Derrick Brashear wrote:

On Wed, Jun 24, 2009 at 2:27 PM, Samuel Bayer 
<[email protected]<mailto:[email protected]>> wrote:
Hi all -

I've suddenly encountered some awful sluggishness with OpenAFS on my Mac, and 
I'm hoping someone will be able to give me some pointers about how to track it 
down.

Here's the scoop: I've been using OpenAFS quite comfortably and happily for a 
number of years. The research computing support group at our corporation 
maintains an AFS cell behind our firewall, and while they don't support Macs, 
they have no objection to Mac clients. Yesterday, for the first time, I noticed 
that copying from the AFS cell was ungodly slow; a 70MB file was taking ~4 
minutes to copy to local disk, while a similar copy on a supported Linux 
machine was taking between 5 and 30 seconds. This is new behavior; as recently 
as a month ago, I'm certain that the copy time on the Mac was comparable.

Here's what I know:

- It's not a network problem. Copying the same file from an NFS server on the 
same subnet as the AFS server is comparable on my Mac and on a supported Linux 
machine, as is scp'ing the file from a supported Linux machine.

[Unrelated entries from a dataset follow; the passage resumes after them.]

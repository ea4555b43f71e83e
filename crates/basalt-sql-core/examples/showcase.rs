//! Builds the same queries for several dialects and prints the SQL
//! along with the bound arguments.
//!
//! Run with: `cargo run --example showcase`

use std::sync::Arc;

use basalt_sql_core::ast::{Expression, JoinClause, Order, RawArg};
use basalt_sql_core::convert::Converter;
use basalt_sql_core::{insert, select, update, Platform, SqlString, SqlWriter};

fn dump(label: &str, prepared: &SqlString) {
    println!("-- {label}");
    println!("{}", prepared.sql);
    if !prepared.arguments.is_empty() {
        let args: Vec<String> = prepared
            .arguments
            .iter()
            .map(|a| match &a.ty {
                Some(ty) => format!("{:?}::{ty}", a.value),
                None => format!("{:?}", a.value),
            })
            .collect();
        println!("-- args: [{}]", args.join(", "));
    }
    println!();
}

fn main() {
    let converter = Arc::new(Converter::new());

    let listing = select()
        .column(Expression::qualified_column("u", "id"))
        .column_as(Expression::qualified_column("u", "name"), "user_name")
        .from(Expression::table("users").alias("u"))
        .join(JoinClause::left(
            Expression::table("orders").alias("o"),
            Expression::qualified_column("o", "user_id")
                .eq(Expression::qualified_column("u", "id")),
        ))
        .where_clause(Expression::qualified_column("u", "active").eq(Expression::value(true)))
        .order_by(Expression::qualified_column("u", "name"), Order::Asc)
        .range(25, 0);

    let upsert_rows = insert("settings")
        .columns(["key", "value"])
        .rows(vec![
            vec![Expression::value("theme"), Expression::value("dark")],
            vec![Expression::value("lang"), Expression::value("en")],
        ])
        .returning(Expression::column("key"));

    let touch = update("users")
        .set("last_seen", Expression::CurrentTimestamp)
        .where_clause(Expression::column("id").eq(Expression::value(42)));

    let reporting = Expression::raw(
        "select count(*) from events where kind = ? and payload ->> 'status' = ?::text",
        vec![RawArg::from("login"), RawArg::from("ok")],
    );

    for tag in ["postgresql", "mysql", "sqlite", "sqlserver"] {
        let platform: Platform = tag.parse().expect("known platform");
        let writer = platform.writer(Arc::clone(&converter));

        println!("==== {platform} ====\n");
        dump("listing", &writer.prepare(listing.clone().into()).unwrap());
        dump("upsert rows", &writer.prepare(upsert_rows.clone().into()).unwrap());
        dump("touch", &writer.prepare(touch.clone().into()).unwrap());
        dump("reporting", &writer.prepare(reporting.clone().into()).unwrap());
    }
}
//! Statement clause holders.
//!
//! Each query kind is a plain struct of clauses; the fluent builders in
//! `builder` only accumulate into these, and the writer renders them.
//! Structural validation (missing table, empty SET list) happens at
//! render time.

use std::time::Duration;

use crate::ast::expression::{Expression, Name, WhereExpr, WindowExpr};
use crate::value::SqlValue;

/// Driver-facing options carried from the builder to the prepared
/// statement. The writer never renders them.
#[derive(Debug, Clone, Default, PartialEq)]
pub struct QueryOptions {
    /// Suggested statement timeout.
    pub timeout: Option<Duration>,
}

/// Sort direction.
#[derive(Debug, Clone, Copy, Default, PartialEq, Eq)]
pub enum Order {
    /// Ascending.
    #[default]
    Asc,
    /// Descending.
    Desc,
}

impl Order {
    /// Returns the SQL keyword.
    #[must_use]
    pub const fn as_str(&self) -> &'static str {
        match self {
            Self::Asc => "asc",
            Self::Desc => "desc",
        }
    }
}

/// Placement of NULLs in an ordering.
#[derive(Debug, Clone, Copy, Default, PartialEq, Eq)]
pub enum NullOrder {
    /// Dialect default; nothing is rendered.
    #[default]
    Default,
    /// `nulls first`.
    First,
    /// `nulls last`.
    Last,
}

/// One ORDER BY item.
#[derive(Debug, Clone, PartialEq)]
pub struct OrderByClause {
    /// The ordered expression.
    pub column: Expression,
    /// Direction, always rendered.
    pub order: Order,
    /// NULL placement.
    pub nulls: NullOrder,
}

impl OrderByClause {
    /// Creates an item with default NULL placement.
    #[must_use]
    pub fn new(column: Expression, order: Order) -> Self {
        Self {
            column,
            order,
            nulls: NullOrder::Default,
        }
    }
}

/// Join flavor.
#[derive(Debug, Clone, Copy, PartialEq, Eq)]
pub enum JoinMode {
    /// `inner join`.
    Inner,
    /// `left outer join`.
    Left,
    /// `left outer join`.
    LeftOuter,
    /// `right outer join`.
    Right,
    /// `right outer join`.
    RightOuter,
    /// `natural join`.
    Natural,
}

impl JoinMode {
    /// Returns the SQL join phrase.
    #[must_use]
    pub const fn as_str(&self) -> &'static str {
        match self {
            Self::Inner => "inner join",
            Self::Left | Self::LeftOuter => "left outer join",
            Self::Right | Self::RightOuter => "right outer join",
            Self::Natural => "natural join",
        }
    }

    /// True when this join may be promoted into the leading table of an
    /// UPDATE or DELETE.
    #[must_use]
    pub const fn is_promotable(&self) -> bool {
        matches!(self, Self::Inner | Self::Natural)
    }
}

/// One JOIN clause. An empty condition renders as `cross join`.
#[derive(Debug, Clone, PartialEq)]
pub struct JoinClause {
    /// Join flavor.
    pub mode: JoinMode,
    /// Joined table (or aliased subquery / constant table).
    pub table: Expression,
    /// Join condition.
    pub condition: WhereExpr,
}

impl JoinClause {
    /// Creates a join.
    #[must_use]
    pub fn new(mode: JoinMode, table: impl Into<Expression>, condition: impl Into<WhereExpr>) -> Self {
        Self {
            mode,
            table: table.into(),
            condition: condition.into(),
        }
    }

    /// Creates an `inner join`.
    #[must_use]
    pub fn inner(table: impl Into<Expression>, condition: impl Into<WhereExpr>) -> Self {
        Self::new(JoinMode::Inner, table, condition)
    }

    /// Creates a `left outer join`.
    #[must_use]
    pub fn left(table: impl Into<Expression>, condition: impl Into<WhereExpr>) -> Self {
        Self::new(JoinMode::Left, table, condition)
    }

    /// Creates a `right outer join`.
    #[must_use]
    pub fn right(table: impl Into<Expression>, condition: impl Into<WhereExpr>) -> Self {
        Self::new(JoinMode::Right, table, condition)
    }

    /// Creates a `natural join`.
    #[must_use]
    pub fn natural(table: impl Into<Expression>) -> Self {
        Self::new(JoinMode::Natural, table, WhereExpr::new())
    }

    /// Creates a `cross join`.
    #[must_use]
    pub fn cross(table: impl Into<Expression>) -> Self {
        Self::new(JoinMode::Inner, table, WhereExpr::new())
    }
}

/// One CTE: `alias as (expression)`.
#[derive(Debug, Clone, PartialEq)]
pub struct WithClause {
    /// CTE name.
    pub alias: String,
    /// CTE body.
    pub expression: Expression,
}

/// One projection item of a SELECT.
#[derive(Debug, Clone, PartialEq)]
pub struct SelectColumn {
    /// The projected expression.
    pub expression: Expression,
    /// Optional alias, subject to the same drop rules as [`super::AliasedExpr`].
    pub alias: Option<String>,
}

impl SelectColumn {
    /// Creates an unaliased projection item.
    #[must_use]
    pub fn new(expression: impl Into<Expression>) -> Self {
        Self {
            expression: expression.into(),
            alias: None,
        }
    }
}

/// One UNION arm.
#[derive(Debug, Clone, PartialEq)]
pub struct UnionClause {
    /// `union all` instead of `union`.
    pub all: bool,
    /// The unioned statement.
    pub expression: Expression,
}

/// A SELECT statement.
#[derive(Debug, Clone, Default, PartialEq)]
pub struct SelectQuery {
    /// CTEs.
    pub with: Vec<WithClause>,
    /// `select distinct`.
    pub distinct: bool,
    /// Projection; empty renders `*`.
    pub columns: Vec<SelectColumn>,
    /// FROM tables.
    pub from: Vec<Expression>,
    /// JOIN clauses.
    pub joins: Vec<JoinClause>,
    /// WHERE conditions.
    pub where_: WhereExpr,
    /// GROUP BY expressions.
    pub group_by: Vec<Expression>,
    /// HAVING conditions.
    pub having: WhereExpr,
    /// Named windows declared in a WINDOW clause.
    pub windows: Vec<WindowExpr>,
    /// ORDER BY items.
    pub order_by: Vec<OrderByClause>,
    /// Row limit; 0 means absent.
    pub limit: u64,
    /// Row offset; 0 means absent.
    pub offset: u64,
    /// UNION arms.
    pub unions: Vec<UnionClause>,
    /// `for update`.
    pub for_update: bool,
    /// Logical identifier for statement caching by callers.
    pub identifier: Option<String>,
    /// Driver options passed through to the prepared statement.
    pub options: QueryOptions,
}

/// An INSERT statement.
#[derive(Debug, Clone, Default, PartialEq)]
pub struct InsertQuery {
    /// CTEs.
    pub with: Vec<WithClause>,
    /// Target table.
    pub table: Option<Name>,
    /// Inserted columns; empty with a constant-table source renders the
    /// dialect's empty-insert token.
    pub columns: Vec<Name>,
    /// Source of rows: a constant table or a SELECT.
    pub values: Option<Expression>,
    /// RETURNING expressions.
    pub returning: Vec<Expression>,
    /// Logical identifier for statement caching by callers.
    pub identifier: Option<String>,
    /// Driver options passed through to the prepared statement.
    pub options: QueryOptions,
}

/// The right-hand side of one SET assignment.
///
/// A string passed directly is escaped as a literal; this is the only
/// place a value is inlined instead of bound.
#[derive(Debug, Clone, PartialEq)]
pub enum SetValue {
    /// A literal string, escaped into the SQL text.
    Literal(String),
    /// An expression.
    Expr(Expression),
}

impl From<&str> for SetValue {
    fn from(s: &str) -> Self {
        Self::Literal(String::from(s))
    }
}

impl From<String> for SetValue {
    fn from(s: String) -> Self {
        Self::Literal(s)
    }
}

impl From<Expression> for SetValue {
    fn from(e: Expression) -> Self {
        Self::Expr(e)
    }
}

impl From<SqlValue> for SetValue {
    fn from(v: SqlValue) -> Self {
        Self::Expr(Expression::Value(crate::ast::expression::ValueExpr {
            value: v,
            ty: None,
        }))
    }
}

/// An UPDATE statement.
#[derive(Debug, Clone, Default, PartialEq)]
pub struct UpdateQuery {
    /// CTEs.
    pub with: Vec<WithClause>,
    /// Target table.
    pub table: Option<Name>,
    /// SET assignments.
    pub set: Vec<(Name, SetValue)>,
    /// Extra FROM tables.
    pub from: Vec<Expression>,
    /// JOIN clauses; the first is promoted into FROM.
    pub joins: Vec<JoinClause>,
    /// WHERE conditions.
    pub where_: WhereExpr,
    /// RETURNING expressions.
    pub returning: Vec<Expression>,
    /// Logical identifier for statement caching by callers.
    pub identifier: Option<String>,
    /// Driver options passed through to the prepared statement.
    pub options: QueryOptions,
}

/// A DELETE statement.
#[derive(Debug, Clone, Default, PartialEq)]
pub struct DeleteQuery {
    /// CTEs.
    pub with: Vec<WithClause>,
    /// Target table.
    pub table: Option<Name>,
    /// USING tables.
    pub using: Vec<Expression>,
    /// JOIN clauses; the first is promoted into USING.
    pub joins: Vec<JoinClause>,
    /// WHERE conditions.
    pub where_: WhereExpr,
    /// RETURNING expressions.
    pub returning: Vec<Expression>,
    /// Logical identifier for statement caching by callers.
    pub identifier: Option<String>,
    /// Driver options passed through to the prepared statement.
    pub options: QueryOptions,
}

/// What a MERGE does with matched rows.
#[derive(Debug, Clone, Copy, Default, PartialEq, Eq)]
pub enum MergeConflict {
    /// Leave matched rows alone (no `when matched` branch).
    #[default]
    Ignore,
    /// Update non-key columns from the USING alias.
    Update,
}

/// A MERGE statement.
#[derive(Debug, Clone, PartialEq)]
pub struct MergeQuery {
    /// CTEs.
    pub with: Vec<WithClause>,
    /// Target table.
    pub table: Option<Name>,
    /// USING source, usually a constant table.
    pub using: Option<Expression>,
    /// Alias for the USING source.
    pub using_alias: String,
    /// Key columns matched in the ON clause.
    pub on_columns: Vec<String>,
    /// Columns inserted for unmatched rows.
    pub columns: Vec<String>,
    /// Matched-row policy.
    pub conflict: MergeConflict,
    /// Logical identifier for statement caching by callers.
    pub identifier: Option<String>,
    /// Driver options passed through to the prepared statement.
    pub options: QueryOptions,
}

impl Default for MergeQuery {
    fn default() -> Self {
        Self {
            with: Vec::new(),
            table: None,
            using: None,
            using_alias: String::from("excluded"),
            on_columns: Vec::new(),
            columns: Vec::new(),
            conflict: MergeConflict::default(),
            identifier: None,
            options: QueryOptions::default(),
        }
    }
}

#[cfg(test)]
mod tests {
    use super::*;

    #[test]
    fn test_join_mode_rendering() {
        assert_eq!(JoinMode::Left.as_str(), "left outer join");
        assert_eq!(JoinMode::LeftOuter.as_str(), "left outer join");
        assert_eq!(JoinMode::Inner.as_str(), "inner join");
        assert_eq!(JoinMode::Natural.as_str(), "natural join");
    }

    #[test]
    fn test_join_promotability() {
        assert!(JoinMode::Inner.is_promotable());
        assert!(JoinMode::Natural.is_promotable());
        assert!(!JoinMode::Left.is_promotable());
        assert!(!JoinMode::RightOuter.is_promotable());
    }

    #[test]
    fn test_set_value_from_string_is_literal() {
        assert!(matches!(SetValue::from("now"), SetValue::Literal(_)));
        assert!(matches!(
            SetValue::from(Expression::value(1)),
            SetValue::Expr(_)
        ));
    }
}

Is NFS using TCP in your environment? If it is, you haven't ruled out network 
yet.

NFS is using TCP, but, as my local sysadmin suggested, I mounted the same NFS share using the UDP protocol, and the performance is equivalent to the TCP mount. So it's not UDP per se.

- It's not an OpenAFS version problem. I upgraded from 1.4.6 to 1.4.10 with no 
resulting improvement in the performance. (I didn't do a clean install - and 
I'm going to try that - but I don't have much confidence that that will have 
any effect.)

I doubt it will, though what's in /var/db/openafs/etc/config/afsd.options?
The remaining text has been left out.